For three items there were differences in mean scores
between years 4 and years 5 (items 24, 27 and 44). Two of these relate to
transition between years (item 24 and 27). This suggests that students in their
year 4 require more assistance in transitioning between the preclinical and the
clinical years of study. To address this, focus groups should be conducted to
explore what support students would find beneficial as they transition from the
preclinical to the clinical years.
The fact that the students’ perceptions were not
influenced by the clinical team or the site in which they were learning has been
suggested as indicating that the curriculum is delivered consistently across
different learning sites.6 However lack of
consistency in teaching and assessment across our teaching sites was identified
as a significant concern in answers to the open-ended questions which we have
reported elsewhere. 17 This suggests that when
using the DREEM it is important to include open-ended questions to offer
students the opportunity to comment on aspects of the learning environment not
specifically covered in the DREEM.
The desire for fewer lectures, more bedside teaching and
more clinical exposure in the early years of training were also identified in
the answers to the open-ended questions.17
These concerns would also not have been apparent if we had not added open-ended
questions to the DREEM.
Gender differences have been reported in other studies with
female students perceiving the learning environment as less supportive than
their male counterparts.4,10,13 This is not the
case with our students.
Our mean subscale scores compare favourably with results
published from other institutions.7,11–16
The teachers’ confidence in their ability to teach is
supported by the views of their students.
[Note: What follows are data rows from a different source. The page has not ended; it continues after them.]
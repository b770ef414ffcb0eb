use axum::response::{IntoResponse, Response};
use axum::Json;
use http::StatusCode;

use api::response::ErrorBody;

#[derive(Debug)]
pub enum AppError {
    /// Admission check failed; the operator has to act before a retry.
    Precondition(String),
    /// The state machine forbids this transition in the current state.
    Conflict(String),
    CameraAbsent(String),
    MasterUnreachable(String),
    NotFound(String),
    BadRequest(String),
    Driver(String),
    /// Internal bug: a transition the machine forbids was about to happen.
    Invariant(String),
    InternalServerError(anyhow::Error),
}

impl AppError {
    pub fn precondition<T: ToString>(t: T) -> Self {
        AppError::Precondition(t.to_string())
    }

    pub fn conflict<T: ToString>(t: T) -> Self {
        AppError::Conflict(t.to_string())
    }

    pub fn bad_request<T: ToString>(t: T) -> Self {
        AppError::BadRequest(t.to_string())
    }

    fn parts(&self) -> (StatusCode, &'static str, String) {
        match self {
            AppError::Precondition(m) => {
                (StatusCode::PRECONDITION_FAILED, "precondition_failed", m.clone())
            }
            AppError::Conflict(m) => (StatusCode::CONFLICT, "conflict", m.clone()),
            AppError::CameraAbsent(m) => {
                (StatusCode::SERVICE_UNAVAILABLE, "camera_absent", m.clone())
            }
            AppError::MasterUnreachable(m) => {
                (StatusCode::SERVICE_UNAVAILABLE, "master_unreachable", m.clone())
            }
            AppError::NotFound(m) => (StatusCode::NOT_FOUND, "not_found", m.clone()),
            AppError::BadRequest(m) => (StatusCode::BAD_REQUEST, "bad_request", m.clone()),
            AppError::Driver(m) => {
                (StatusCode::INTERNAL_SERVER_ERROR, "driver_failure", m.clone())
            }
            AppError::Invariant(m) => {
                (StatusCode::INTERNAL_SERVER_ERROR, "invariant_violation", m.clone())
            }
            AppError::InternalServerError(e) => {
                (StatusCode::INTERNAL_SERVER_ERROR, "internal", e.to_string())
            }
        }
    }
}

impl IntoResponse for AppError {
    fn into_response(self) -> Response {
        let (status, tag, message) = self.parts();
        (
            status,
            Json(ErrorBody {
                error: tag.to_string(),
                message,
            }),
        )
            .into_response()
    }
}

impl<E> From<E> for AppError
where
    E: Into<anyhow::Error>,
{
    fn from(err: E) -> Self {
        AppError::InternalServerError(err.into())
    }
}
The mean score of the subscale,
students’ perceptions of their teachers was the second highest of
all subscales. The teachers perceptions of the time they have available for
teaching scored the lowest mean and this should be explored further.
There are two limitations to this study. Firstly, the
teachers’ low response rate does not permit generalisation of our findings
to all teachers at our school. Secondly the DREEM does not give any information
on the reasons for the perceptions of students and teachers perceptions and
these are important to make effective changes.
This study has provided some guidance on what needs to be
addressed as our curriculum is developed to meet the needs of an increasing
number of students. Further assessments of the learning environment will be
needed once changes have been introduced to see whether they have been
effective.
ConclusionThe DREEM is a reliable and practical tool for assessing the
undergraduate clinical learning environment in New Zealand.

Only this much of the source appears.